(Collected data entries)
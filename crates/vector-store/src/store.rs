use crate::error::{Result, VectorStoreError};
use crate::persist::{self, IndexFiles};
use crate::state::IndexState;
use crate::types::{IndexStats, PostId, PostMetadata, SearchResult};
use crate::writer_lock::{acquire_writer_lock, WriterLock};
use std::path::{Path, PathBuf};
use std::time::Duration;
use tokio::sync::RwLock;

const SAVE_ATTEMPTS: u32 = 3;
const SAVE_RETRY_BACKOFF: Duration = Duration::from_millis(50);

/// Persistent post index: the vector index and the metadata store behind one lock.
///
/// Every [`add`](Self::add) is validated, assigned the next identifier, appended and persisted
/// while the write guard is held, so identifiers can never be handed out twice. Searches share
/// the read guard and never observe a half-applied append.
///
/// An index opened with [`open_read_only`](Self::open_read_only) holds no writer lock and
/// refuses appends, so any number of readers can run beside the single writer.
pub struct PostIndex {
    state: RwLock<IndexState>,
    base: PathBuf,
    files: IndexFiles,
    dimension: usize,
    writer: Option<WriterLock>,
}

impl PostIndex {
    /// Open (or create) the index at `base`. Fails with
    /// [`VectorStoreError::CorruptIndex`] rather than starting empty over unreadable state.
    pub async fn open(base: impl AsRef<Path>, dimension: usize) -> Result<Self> {
        let base = base.as_ref().to_path_buf();
        log::info!("Opening post index at {:?} (dimension {dimension})", base);
        check_dimension(dimension)?;

        let files = IndexFiles::for_base(&base);
        let writer = acquire_writer_lock(&files.lock).await?;
        let state = persist::load(&base, dimension).await?;

        Ok(Self {
            state: RwLock::new(state),
            base,
            files,
            dimension,
            writer: Some(writer),
        })
    }

    /// Open the index for search and stats without taking the writer lock.
    ///
    /// Nothing on disk is modified: a commit interrupted by a live writer is read through rather
    /// than rolled forward. A missing index reads as empty.
    pub async fn open_read_only(base: impl AsRef<Path>, dimension: usize) -> Result<Self> {
        let base = base.as_ref().to_path_buf();
        log::info!("Opening post index at {:?} read-only (dimension {dimension})", base);
        check_dimension(dimension)?;

        let files = IndexFiles::for_base(&base);
        let state = persist::load_read_only(&base, dimension).await?;

        Ok(Self {
            state: RwLock::new(state),
            base,
            files,
            dimension,
            writer: None,
        })
    }

    #[must_use]
    pub const fn is_read_only(&self) -> bool {
        self.writer.is_none()
    }

    /// Append a post and persist the index before returning its identifier.
    ///
    /// If the index cannot be saved the append is undone, so memory never runs ahead of disk.
    pub async fn add(&self, vector: Vec<f32>, metadata: PostMetadata) -> Result<PostId> {
        if self.is_read_only() {
            return Err(VectorStoreError::ReadOnly(self.base.clone()));
        }

        let mut state = self.state.write().await;
        let position = state.len();
        let id = state.push(&vector, metadata)?;

        if let Err(err) = self.save_with_retry(&state).await {
            log::error!("Failed to persist post {id}, rolling back: {err}");
            state.truncate(position);
            self.restore_on_disk(&state).await;
            return Err(err);
        }

        log::info!("Added post {id}. Total: {}", state.len());
        Ok(id)
    }

    /// Up to `k` nearest posts, best first.
    pub async fn search(&self, query: &[f32], k: usize) -> Result<Vec<SearchResult>> {
        let state = self.state.read().await;
        log::debug!("Searching {} posts (k: {k})", state.len());
        let results = state.search(query, k)?;
        log::debug!("Found {} results", results.len());
        Ok(results)
    }

    pub async fn get(&self, id: PostId) -> Option<PostMetadata> {
        self.state.read().await.metadata(id).cloned()
    }

    pub async fn vector(&self, id: PostId) -> Option<Vec<f32>> {
        self.state.read().await.vector(id).map(<[f32]>::to_vec)
    }

    /// A copy of the current state, consistent with what is on disk.
    pub async fn snapshot(&self) -> IndexState {
        self.state.read().await.clone()
    }

    pub async fn len(&self) -> usize {
        self.state.read().await.len()
    }

    pub async fn is_empty(&self) -> bool {
        self.state.read().await.is_empty()
    }

    #[must_use]
    pub const fn dimension(&self) -> usize {
        self.dimension
    }

    #[must_use]
    pub fn base_path(&self) -> &Path {
        &self.base
    }

    pub async fn stats(&self) -> IndexStats {
        IndexStats {
            posts: self.len().await,
            dimension: self.dimension,
            vectors_path: self.files.vectors.clone(),
            metadata_path: self.files.metadata.clone(),
        }
    }

    async fn save_with_retry(&self, state: &IndexState) -> Result<()> {
        let mut attempt = 1;
        loop {
            match persist::save(state, &self.base).await {
                Ok(()) => return Ok(()),
                Err(err) if err.is_retryable() && attempt < SAVE_ATTEMPTS => {
                    log::warn!(
                        "Saving index {:?} failed (attempt {attempt}/{SAVE_ATTEMPTS}): {err}",
                        self.base
                    );
                    tokio::time::sleep(SAVE_RETRY_BACKOFF * attempt).await;
                    attempt += 1;
                }
                Err(err) => return Err(err),
            }
        }
    }

    /// Bring the files back in line with `state` after a failed append.
    ///
    /// The failed save may have left its sidecar staged next to vectors that already hold the
    /// dropped post; that pair would be rolled forward on the next open, so it goes first. If the
    /// re-save fails too, the files disagree and the next open reports a corrupt index instead of
    /// reviving the post.
    async fn restore_on_disk(&self, state: &IndexState) {
        if let Err(err) = persist::discard_staged(&self.base).await {
            log::error!("Failed to discard staged index files for {:?}: {err}", self.base);
        }
        match persist::save(state, &self.base).await {
            Ok(()) => log::info!("Restored index {:?} to {} posts", self.base, state.len()),
            Err(err) => log::error!(
                "Failed to restore index {:?} to {} posts: {err}",
                self.base,
                state.len()
            ),
        }
    }
}

fn check_dimension(dimension: usize) -> Result<()> {
    if dimension == 0 {
        return Err(VectorStoreError::InvalidConfig(
            "vector dimension must be positive".to_string(),
        ));
    }
    Ok(())
}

*Problem details:*
Word for word, copy out all the data given above.

*The completed task:*
filename crates/vector-store/src/store.rs
use crate::error::{Result, VectorStoreError};
use crate::persist::{self, IndexFiles};
use crate::state::IndexState;
use crate::types::{IndexStats, PostId, PostMetadata, SearchResult};
use crate::writer_lock::{acquire_writer_lock, WriterLock};
use std::path::{Path, PathBuf};
use std::time::Duration;
use tokio::sync::RwLock;

const SAVE_ATTEMPTS: u32 = 3;
const SAVE_RETRY_BACKOFF: Duration = Duration::from_millis(50);

/// Persistent post index: the vector index and the metadata store behind one lock.
///
/// Every [`add`](Self::add) is validated, assigned the next identifier, appended and persisted
/// while the write guard is held, so identifiers can never be handed out twice. Searches share
/// the read guard and never observe a half-applied append.
///
/// An index opened with [`open_read_only`](Self::open_read_only) holds no writer lock and
/// refuses appends, so any number of readers can run beside the single writer.
pub struct PostIndex {
    state: RwLock<IndexState>,
    base: PathBuf,
    files: IndexFiles,
    dimension: usize,
    writer: Option<WriterLock>,
}

impl PostIndex {
    /// Open (or create) the index at `base`. Fails with
    /// [`VectorStoreError::CorruptIndex`] rather than starting empty over unreadable state.
    pub async fn open(base: impl AsRef<Path>, dimension: usize) -> Result<Self> {
        let base = base.as_ref().to_path_buf();
        log::info!("Opening post index at {:?} (dimension {dimension})", base);
        check_dimension(dimension)?;

        let files = IndexFiles::for_base(&base);
        let writer = acquire_writer_lock(&files.lock).await?;
        let state = persist::load(&base, dimension).await?;

        Ok(Self {
            state: RwLock::new(state),
            base,
            files,
            dimension,
            writer: Some(writer),
        })
    }

    /// Open the index for search and stats without taking the writer lock.
    ///
    /// Nothing on disk is modified: a commit interrupted by a live writer is read through rather
    /// than rolled forward. A missing index reads as empty.
    pub async fn open_read_only(base: impl AsRef<Path>, dimension: usize) -> Result<Self> {
        let base = base.as_ref().to_path_buf();
        log::info!("Opening post index at {:?} read-only (dimension {dimension})", base);
        check_dimension(dimension)?;

        let files = IndexFiles::for_base(&base);
        let state = persist::load_read_only(&base, dimension).await?;

        Ok(Self {
            state: RwLock::new(state),
            base,
            files,
            dimension,
            writer: None,
        })
    }

    #[must_use]
    pub const fn is_read_only(&self) -> bool {
        self.writer.is_none()
    }

    /// Append a post and persist the index before returning its identifier.
    ///
    /// If the index cannot be saved the append is undone, so memory never runs ahead of disk.
    pub async fn add(&self, vector: Vec<f32>, metadata: PostMetadata) -> Result<PostId> {
        if self.is_read_only() {
            return Err(VectorStoreError::ReadOnly(self.base.clone()));
        }

        let mut state = self.state.write().await;
        let position = state.len();
        let id = state.push(&vector, metadata)?;

        if let Err(err) = self.save_with_retry(&state).await {
            log::error!("Failed to persist post {id}, rolling back: {err}");
            state.truncate(position);
            self.restore_on_disk(&state).await;
            return Err(err);
        }

        log::info!("Added post {id}. Total: {}", state.len());
        Ok(id)
    }

    /// Up to `k` nearest posts, best first.
    pub async fn search(&self, query: &[f32], k: usize) -> Result<Vec<SearchResult>> {
        let state = self.state.read().await;
        log::debug!("Searching {} posts (k: {k})", state.len());
        let results = state.search(query, k)?;
        log::debug!("Found {} results", results.len());
        Ok(results)
    }

    pub async fn get(&self, id: PostId) -> Option<PostMetadata> {
        self.state.read().await.metadata(id).cloned()
    }

    pub async fn vector(&self, id: PostId) -> Option<Vec<f32>> {
        self.state.read().await.vector(id).map(<[f32]>::to_vec)
    }

    /// A copy of the current state, consistent with what is on disk.
    pub async fn snapshot(&self) -> IndexState {
        self.state.read().await.clone()
    }

    pub async fn len(&self) -> usize {
        self.state.read().await.len()
    }

    pub async fn is_empty(&self) -> bool {
        self.state.read().await.is_empty()
    }

    #[must_use]
    pub const fn dimension(&self) -> usize {
        self.dimension
    }

    #[must_use]
    pub fn base_path(&self) -> &Path {
        &self.base
    }

    pub async fn stats(&self) -> IndexStats {
        IndexStats {
            posts: self.len().await,
            dimension: self.dimension,
            vectors_path: self.files.vectors.clone(),
            metadata_path: self.files.metadata.clone(),
        }
    }

    async fn save_with_retry(&self, state: &IndexState) -> Result<()> {
        let mut attempt = 1;
        loop {
            match persist::save(state, &self.base).await {
                Ok(()) => return Ok(()),
                Err(err) if err.is_retryable() && attempt < SAVE_ATTEMPTS => {
                    log::warn!(
                        "Saving index {:?} failed (attempt {attempt}/{SAVE_ATTEMPTS}): {err}",
                        self.base
                    );
                    tokio::time::sleep(SAVE_RETRY_BACKOFF * attempt).await;
                    attempt += 1;
                }
                Err(err) => return Err(err),
            }
        }
    }

    /// Bring the files back in line with `state` after a failed append.
    ///
    /// The failed save may have left its sidecar staged next to vectors that already hold the
    /// dropped post; that pair would be rolled forward on the next open, so it goes first. If the
    /// re-save fails too, the files disagree and the next open reports a corrupt index instead of
    /// reviving the post.
    async fn restore_on_disk(&self, state: &IndexState) {
        if let Err(err) = persist::discard_staged(&self.base).await {
            log::error!("Failed to discard staged index files for {:?}: {err}", self.base);
        }
        match persist::save(state, &self.base).await {
            Ok(()) => log::info!("Restored index {:?} to {} posts", self.base, state.len()),
            Err(err) => log::error!(
                "Failed to restore index {:?} to {} posts: {err}",
                self.base,
                state.len()
            ),
        }
    }
}

fn check_dimension(dimension: usize) -> Result<()> {
    if dimension == 0 {
        return Err(VectorStoreError::InvalidConfig(
            "vector dimension must be positive".to_string(),
        ));
    }
    Ok(())
}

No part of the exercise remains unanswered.